No es inusual que las personas con discapacidades intelectuales sufran, a su vez, de limitaciones en la comunicación —mayoritariamente verbal—. En tal hecho estriba, tal y como lo veo personalmente desde mi más humilde ignorancia, la principal complicación a la hora de reconocer, diagnosticar y tratar los problemas de salud mental a los que las personas con discapacidad intelectual —al igual que cualquier otra persona sin ninguna discapacidad intelectual reconocida o diagnosticada— se hallan sujetos.
El hecho de que la comunicación con las personas con discapacidades intelectuales de diversa índole no es lo suficientemente efectiva en ocasiones frecuentes produce un efecto muy claro: la incomprensión por parte de la comunidad —incluso de la familia, las amistades y/o el grupo terapéutico— de sus estados de salud mental, cualesquiera que estos sean a lo largo del tiempo y dependiendo de cada caso específico.
El no ser comprendidas por sus semejantes cuando las personas con discapacidades intelectuales sufren de estados de salud mental no deseados puede convertirse en una fuente añadida de sufrimiento. En estas circunstancias, la impotencia sentida al percibir que las capacidades de expresión propia y de entendimiento ajena (respecto al estado de salud mental) se ven mermadas, en parte, a las limitaciones que su propia condición intelectual fijan, puede originar sentimientos de rechazo propio y culpabilidad. Querer expresarse y no ser capaz de ello o no ser comprendido cuando uno lo intenta es frustrante y doloroso, sobre todo si la situación se prolonga en el tiempo y no se resuelve satisfactoriamente. Sufrir interiormente bajo un velo de soledad es muy perjudicial para la salud mental de cualquiera, además de conformarse como si de una serpiente que se muerde la cola se tratase: se genera un bucle vicioso en el que el sufrimiento lleva a alejarse, en el sentido amplio de la palabra, aún más de los otros y tal alejamiento suele comportar más sufrimiento.

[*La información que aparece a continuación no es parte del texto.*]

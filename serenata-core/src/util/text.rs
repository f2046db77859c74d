// Serenata
// Copyright (c) 2019-2024 The Project Serenata Developers.
//
// This Source Code Form is subject to the terms of the Mozilla Public
// License, v. 2.0. If a copy of the MPL was not distributed with this
// file, You can obtain one at https://mozilla.org/MPL/2.0/.

//! Text encoding conversions used by the metadata readers.

/// Decodes a slice of bytes as ISO/IEC 8859-1 (aka. Latin-1).
///
/// Every byte maps to the Unicode codepoint of the same value, therefore this conversion is total
/// and injective.
pub fn decode_latin1(buf: &[u8]) -> String {
    buf.iter().map(|&byte| char::from(byte)).collect()
}

/// Decodes a slice of bytes as Windows-1251.
///
/// Returns `None` if the input contains the byte `0x98`, the sole byte with no assigned
/// character.
pub fn decode_windows1251(buf: &[u8]) -> Option<String> {
    encoding_rs::WINDOWS_1251
        .decode_without_bom_handling_and_without_replacement(buf)
        .map(|text| text.into_owned())
}

/// Decodes a slice of bytes as big-endian UTF-16.
///
/// Returns `None` if the input length is odd or the input contains unpaired surrogates.
pub fn decode_utf16be(buf: &[u8]) -> Option<String> {
    encoding_rs::UTF_16BE
        .decode_without_bom_handling_and_without_replacement(buf)
        .map(|text| text.into_owned())
}

/// Decodes a slice of bytes as little-endian UTF-16.
///
/// Returns `None` if the input length is odd or the input contains unpaired surrogates.
pub fn decode_utf16le(buf: &[u8]) -> Option<String> {
    encoding_rs::UTF_16LE
        .decode_without_bom_handling_and_without_replacement(buf)
        .map(|text| text.into_owned())
}

/// Returns true if the byte maps to a Cyrillic letter under Windows-1251.
fn is_cyrillic_windows1251(byte: u8) -> bool {
    match byte {
        // А-Я, а-я.
        0xc0..=0xff => true,
        // Ё, ё.
        0xa8 | 0xb8 => true,
        // Ђ, Ѓ, ѓ, Љ, Њ, Ќ, Ћ, Џ, ђ, љ, њ, ќ, ћ, џ.
        0x80 | 0x81 | 0x83 | 0x8a | 0x8c..=0x8f | 0x90 | 0x9a | 0x9c..=0x9f => true,
        // Ў, ў, Ј, Ґ, Є, Ї, І, і, ґ, є, ј, Ѕ, ѕ, ї.
        0xa1 | 0xa2 | 0xa3 | 0xa5 | 0xaa | 0xaf | 0xb2..=0xb4 | 0xba | 0xbc..=0xbf => true,
        _ => false,
    }
}

/// Heuristically detects text that was Windows-1251 on disk but was decoded as Latin-1.
///
/// The text qualifies when every codepoint is within U+0000..=U+00FF, none is U+0098, and either
/// a run of 4 or more consecutive codepoints maps to Cyrillic letters under Windows-1251, or, in
/// the absence of any ASCII letter, atleast 2 codepoints do.
pub fn is_likely_windows1251(text: &str) -> bool {
    let mut run = 0usize;
    let mut longest_run = 0usize;
    let mut cyrillic = 0usize;
    let mut has_ascii_letter = false;

    for ch in text.chars() {
        let cp = u32::from(ch);

        if cp > 0xff || cp == 0x98 {
            return false;
        }

        if ch.is_ascii_alphabetic() {
            has_ascii_letter = true;
        }

        if is_cyrillic_windows1251(cp as u8) {
            run += 1;
            cyrillic += 1;
            longest_run = longest_run.max(run);
        }
        else {
            run = 0;
        }
    }

    longest_run >= 4 || (!has_ascii_letter && cyrillic >= 2)
}

#[cfg(test)]
mod tests {
    use std::collections::HashSet;

    use super::*;

    #[test]
    fn verify_latin1_total_and_injective() {
        let bytes: Vec<u8> = (0u8..=255).collect();
        let decoded = decode_latin1(&bytes);

        assert_eq!(decoded.chars().count(), 256);

        let unique: HashSet<char> = decoded.chars().collect();
        assert_eq!(unique.len(), 256);

        for (byte, ch) in bytes.iter().zip(decoded.chars()) {
            assert_eq!(u32::from(*byte), u32::from(ch));
        }
    }

    #[test]
    fn verify_windows1251_total_except_0x98() {
        let mut unique = HashSet::new();

        for byte in 0u8..=255 {
            let decoded = decode_windows1251(&[byte]);

            if byte == 0x98 {
                assert!(decoded.is_none());
            }
            else {
                let text = decoded.unwrap();
                assert_eq!(text.chars().count(), 1);
                assert!(unique.insert(text));
            }
        }

        assert_eq!(unique.len(), 255);
    }

    #[test]
    fn verify_windows1251_cyrillic() {
        // "Апостроф" as Windows-1251.
        let decoded = decode_windows1251(&[0xc0, 0xef, 0xee, 0xf1, 0xf2, 0xf0, 0xee, 0xf4]);
        assert_eq!(decoded.as_deref(), Some("Апостроф"));
    }

    #[test]
    fn verify_utf16_decoding() {
        assert_eq!(decode_utf16be(&[0x00, 0x41, 0x00, 0x42]).as_deref(), Some("AB"));
        assert_eq!(decode_utf16le(&[0x41, 0x00, 0x42, 0x00]).as_deref(), Some("AB"));

        // Odd length.
        assert!(decode_utf16be(&[0x00, 0x41, 0x00]).is_none());
        // Unpaired high surrogate.
        assert!(decode_utf16be(&[0xd8, 0x00, 0x00, 0x41]).is_none());
    }

    #[test]
    fn verify_windows1251_detector() {
        // Cyrillic mis-decoded as Latin-1 (run of 8).
        assert!(is_likely_windows1251("\u{c0}\u{ef}\u{ee}\u{f1}\u{f2}\u{f0}\u{ee}\u{f4}"));

        // No ASCII letters and two Cyrillic-mapped codepoints.
        assert!(is_likely_windows1251("\u{c0}\u{2e}\u{c1}"));

        // Plain ASCII text.
        assert!(!is_likely_windows1251("Hello, world"));

        // ASCII letters with a short Cyrillic-mapped suffix (run below threshold).
        assert!(!is_likely_windows1251("abc\u{c0}\u{c1}"));

        // Codepoints beyond U+00FF can not have been Latin-1 decoded.
        assert!(!is_likely_windows1251("Апостроф"));

        // U+0098 never decodes from Windows-1251.
        assert!(!is_likely_windows1251("\u{c0}\u{c1}\u{c2}\u{c3}\u{98}"));
    }
}
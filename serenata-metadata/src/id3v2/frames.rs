// Serenata
// Copyright (c) 2019-2024 The Project Serenata Developers.
//
// This Source Code Form is subject to the terms of the Mozilla Public
// License, v. 2.0. If a copy of the MPL was not distributed with this
// file, You can obtain one at https://mozilla.org/MPL/2.0/.

//! ID3v2 frame body readers.

use serenata_core::errors::{decode_error, Result};
use serenata_core::io::{BufReader, FiniteStream, ReadBytes};
use serenata_core::util::text;

use smallvec::SmallVec;

/// Enumeration of valid encodings for text fields in ID3v2 tags.
#[derive(Copy, Clone, Debug, PartialEq, Eq)]
pub enum Encoding {
    /// ISO-8859-1 (aka. Latin-1), terminated with 0x00.
    Latin1,
    /// UTF-16 with a byte-order-mark (BOM), terminated with 0x00 0x00.
    Utf16Bom,
    /// UTF-16 big-endian without a byte-order-mark (BOM), terminated with 0x00 0x00.
    Utf16Be,
    /// UTF-8, terminated with 0x00.
    Utf8,
}

impl Encoding {
    pub fn parse(encoding: u8) -> Option<Encoding> {
        match encoding {
            0 => Some(Encoding::Latin1),
            1 => Some(Encoding::Utf16Bom),
            2 => Some(Encoding::Utf16Be),
            3 => Some(Encoding::Utf8),
            // Invalid encoding.
            _ => None,
        }
    }
}

/// Read and validate an encoding indicator.
fn read_encoding(reader: &mut BufReader<'_>) -> Result<Encoding> {
    match reader.read_byte().ok().and_then(Encoding::parse) {
        Some(encoding) => Ok(encoding),
        _ => decode_error("id3v2: invalid text encoding"),
    }
}

/// Decodes a slice of bytes containing encoded text into a `String`. The bytes must not contain
/// the string terminator.
fn decode_text(buf: &[u8], encoding: Encoding) -> Result<String> {
    match encoding {
        Encoding::Latin1 => Ok(text::decode_latin1(buf)),
        Encoding::Utf8 => match String::from_utf8(buf.to_vec()) {
            Ok(decoded) => Ok(decoded),
            Err(_) => decode_error("id3v2: invalid utf-8 text"),
        },
        Encoding::Utf16Bom => {
            // An empty string carries no byte-order-mark.
            if buf.is_empty() {
                return Ok(String::new());
            }

            let decoded = match buf.split_at_checked(2) {
                Some(([0xfe, 0xff], rest)) => text::decode_utf16be(rest),
                Some(([0xff, 0xfe], rest)) => text::decode_utf16le(rest),
                _ => return decode_error("id3v2: invalid utf-16 byte-order-mark"),
            };

            match decoded {
                Some(decoded) => Ok(decoded),
                None => decode_error("id3v2: invalid utf-16 data"),
            }
        }
        Encoding::Utf16Be => match text::decode_utf16be(buf) {
            Some(decoded) => Ok(decoded),
            None => decode_error("id3v2: invalid utf-16 data"),
        },
    }
}

/// A string read from a frame body, and whether its terminator was present.
struct FrameString {
    text: String,
    terminated: bool,
}

/// Reads a null-terminated string of the specified encoding from the frame body. If the body
/// ends before the terminator is reached, all the bytes up-to that point are interpreted as the
/// string.
fn read_string(reader: &mut BufReader<'_>, encoding: Encoding) -> Result<FrameString> {
    let max_len = reader.bytes_available() as usize;

    let (buf, terminated) = match encoding {
        Encoding::Latin1 | Encoding::Utf8 => {
            // Byte-aligned encodings. The null-terminator is 1 byte.
            let buf = reader.scan_bytes_aligned_ref(&[0x00], 1, max_len)?;
            match buf.last() {
                Some(b'\0') => (&buf[..buf.len() - 1], true),
                _ => (buf, false),
            }
        }
        Encoding::Utf16Bom | Encoding::Utf16Be => {
            // Two-byte aligned encodings. The null-terminator is 2 bytes.
            let buf = reader.scan_bytes_aligned_ref(&[0x00, 0x00], 2, max_len)?;
            match buf.last_chunk::<2>() {
                Some(b"\0\0") => (&buf[..buf.len() - 2], true),
                _ => (buf, false),
            }
        }
    };

    Ok(FrameString { text: decode_text(buf, encoding)?, terminated })
}

/// Reads a text frame body (`T***` excluding `TXXX`/`TXX`): an encoding indicator followed by one
/// or more null-terminated strings. Empty strings are dropped.
pub fn read_text_frame(data: &[u8]) -> Result<SmallVec<[String; 1]>> {
    if data.is_empty() {
        return decode_error("id3v2: frame has a size of 0");
    }

    let mut reader = BufReader::new(data);
    let encoding = read_encoding(&mut reader)?;

    let mut values: SmallVec<[String; 1]> = Default::default();

    // Read strings until the body is exhausted. Multiple null-terminated strings are an ID3v2.4
    // feature, but are accepted in all versions.
    loop {
        let value = read_string(&mut reader, encoding)?;

        if !value.text.is_empty() {
            values.push(value.text);
        }

        if reader.bytes_available() == 0 {
            break;
        }
    }

    Ok(values)
}

/// Reads a user-defined text frame body (`TXXX`/`TXX`): an encoding indicator, a null-terminated
/// description used as the key, and the value.
pub fn read_user_text_frame(data: &[u8]) -> Result<(String, String)> {
    if data.is_empty() {
        return decode_error("id3v2: frame has a size of 0");
    }

    let mut reader = BufReader::new(data);
    let encoding = read_encoding(&mut reader)?;

    let desc = read_string(&mut reader, encoding)?;

    // Without a terminated description there is no value string at all.
    if !desc.terminated {
        return decode_error("id3v2: malformed user-defined text frame");
    }

    let value = read_string(&mut reader, encoding)?;

    Ok((desc.text, value.text))
}

/// Reads a comment (`COMM`/`COM`) or unsynchronized lyrics (`USLT`/`ULT`) frame body: an encoding
/// indicator, a 3-byte language code, a null-terminated description, and the text.
pub fn read_full_text_frame(data: &[u8]) -> Result<([u8; 3], String, String)> {
    if data.is_empty() {
        return decode_error("id3v2: frame has a size of 0");
    }

    let mut reader = BufReader::new(data);
    let encoding = read_encoding(&mut reader)?;

    let language = match reader.read_triple_bytes() {
        Ok(language) => language,
        Err(_) => return decode_error("id3v2: frame text ended unexpectedly"),
    };

    let desc = read_string(&mut reader, encoding)?;

    // The remainder of the body is the text. A trailing terminator, if present, is trimmed.
    let value = read_string(&mut reader, encoding)?;

    Ok((language, desc.text, value.text))
}
// Serenata
// Copyright (c) 2019-2024 The Project Serenata Developers.
//
// This Source Code Form is subject to the terms of the Mozilla Public
// License, v. 2.0. If a copy of the MPL was not distributed with this
// file, You can obtain one at https://mozilla.org/MPL/2.0/.

use std::cmp;
use std::io;

use super::{FiniteStream, ReadBytes};

#[inline(always)]
fn out_of_bounds_error<T>() -> io::Result<T> {
    Err(io::Error::new(io::ErrorKind::UnexpectedEof, "out of bounds"))
}

/// A `ScopedStream` restricts the number of bytes that may be read to a specified limit.
pub struct ScopedStream<B: ReadBytes> {
    inner: B,
    len: u64,
    read: u64,
}

impl<B: ReadBytes> ScopedStream<B> {
    pub fn new(inner: B, len: u64) -> Self {
        ScopedStream { inner, len, read: 0 }
    }

    /// Returns a mutable reference to the inner stream.
    pub fn inner_mut(&mut self) -> &mut B {
        &mut self.inner
    }

    /// Ignores the remainder of the `ScopedStream`.
    pub fn ignore(&mut self) -> io::Result<()> {
        let remaining = self.len - self.read;
        self.read = self.len;
        self.inner.ignore_bytes(remaining)
    }

    /// Converts the `ScopedStream` into the inner stream.
    pub fn into_inner(self) -> B {
        self.inner
    }
}

impl<B: ReadBytes> FiniteStream for ScopedStream<B> {
    #[inline(always)]
    fn byte_len(&self) -> u64 {
        self.len
    }

    #[inline(always)]
    fn bytes_read(&self) -> u64 {
        self.read
    }

    #[inline(always)]
    fn bytes_available(&self) -> u64 {
        self.len - self.read
    }
}

impl<B: ReadBytes> ReadBytes for ScopedStream<B> {
    #[inline(always)]
    fn read_byte(&mut self) -> io::Result<u8> {
        if self.len - self.read < 1 {
            return out_of_bounds_error();
        }

        let byte = self.inner.read_byte()?;
        self.read += 1;
        Ok(byte)
    }

    #[inline(always)]
    fn read_double_bytes(&mut self) -> io::Result<[u8; 2]> {
        if self.len - self.read < 2 {
            return out_of_bounds_error();
        }

        let bytes = self.inner.read_double_bytes()?;
        self.read += 2;
        Ok(bytes)
    }

    #[inline(always)]
    fn read_triple_bytes(&mut self) -> io::Result<[u8; 3]> {
        if self.len - self.read < 3 {
            return out_of_bounds_error();
        }

        let bytes = self.inner.read_triple_bytes()?;
        self.read += 3;
        Ok(bytes)
    }

    #[inline(always)]
    fn read_quad_bytes(&mut self) -> io::Result<[u8; 4]> {
        if self.len - self.read < 4 {
            return out_of_bounds_error();
        }

        let bytes = self.inner.read_quad_bytes()?;
        self.read += 4;
        Ok(bytes)
    }

    fn read_buf(&mut self, buf: &mut [u8]) -> io::Result<usize> {
        // Limit read_buf() to the remainder of the scoped bytes if buf has a greater length.
        let scoped_len = cmp::min(self.len - self.read, buf.len() as u64) as usize;
        let result = self.inner.read_buf(&mut buf[0..scoped_len])?;
        self.read += result as u64;
        Ok(result)
    }

    fn read_buf_exact(&mut self, buf: &mut [u8]) -> io::Result<()> {
        if self.len - self.read < buf.len() as u64 {
            return out_of_bounds_error();
        }

        self.inner.read_buf_exact(buf)?;
        self.read += buf.len() as u64;
        Ok(())
    }

    fn ignore_bytes(&mut self, count: u64) -> io::Result<()> {
        if self.len - self.read < count {
            return out_of_bounds_error();
        }

        self.inner.ignore_bytes(count)?;
        self.read += count;
        Ok(())
    }

    #[inline(always)]
    fn pos(&self) -> u64 {
        self.inner.pos()
    }
}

Iniciativas como la que nos fue expuesta en la charla de FEVADIS son muy bonitas, dignas y necesarias, pero también arduas y costosas, pues requieren de paciencia, dedicación, tiempo y amor —y no todo el mundo está dispuesto a ofrecer altruísticamente semejantes atributos—. Es posible que muchas personas (con discapacidades intelectuales) no tengan acceso a recursos de este tipo, haciendo que su exclusión social y aislamiento, como mínimo, permanezcan. No obstante, la pasión, la solidaridad y la entrega de profesionales, que trabajan codo a codo y a diario junto a las familias de los afectados, de todas las ramas del saber humanístico hace posible que esta brecha pueda avanzar en pos de alcanzar que esta se cierre tanto como sea humanamente posible.
También quisiera destacar que el Sistema actual (social, geopolítico, económico, financiero, industrial, etc) pueda no ser, en esencia, el mejor aliado para conseguir resultados más exitosos al respecto. El hecho de que la economía se base en alcanzar, sea como sea, el máximo rendimiento monetario alberga como consecuencia que muchas personas sean descartadas a la hora de ostentar un rol directo en el complejo y venerado “sistema de engranajes de producción de riqueza”. Hablo del famoso “o pisas o te pisan”. La moral sistémica de la economía descarta en grandísima medida a las personas con discapacidades intelectuales, pues no las considera lo suficientemente capaces como para desempeñar una tarea de tal calibre. Revertir esta noción dañina sobre la condición y la sociedad humanas es imprescindible para enmendar algunos de los carcomidos pilares sociales que, a duras penas pero todavía, sustentan las bases comunitarias en las que se asienta el juego económico al que, en mayor o menor medida y agrado, todos jugamos.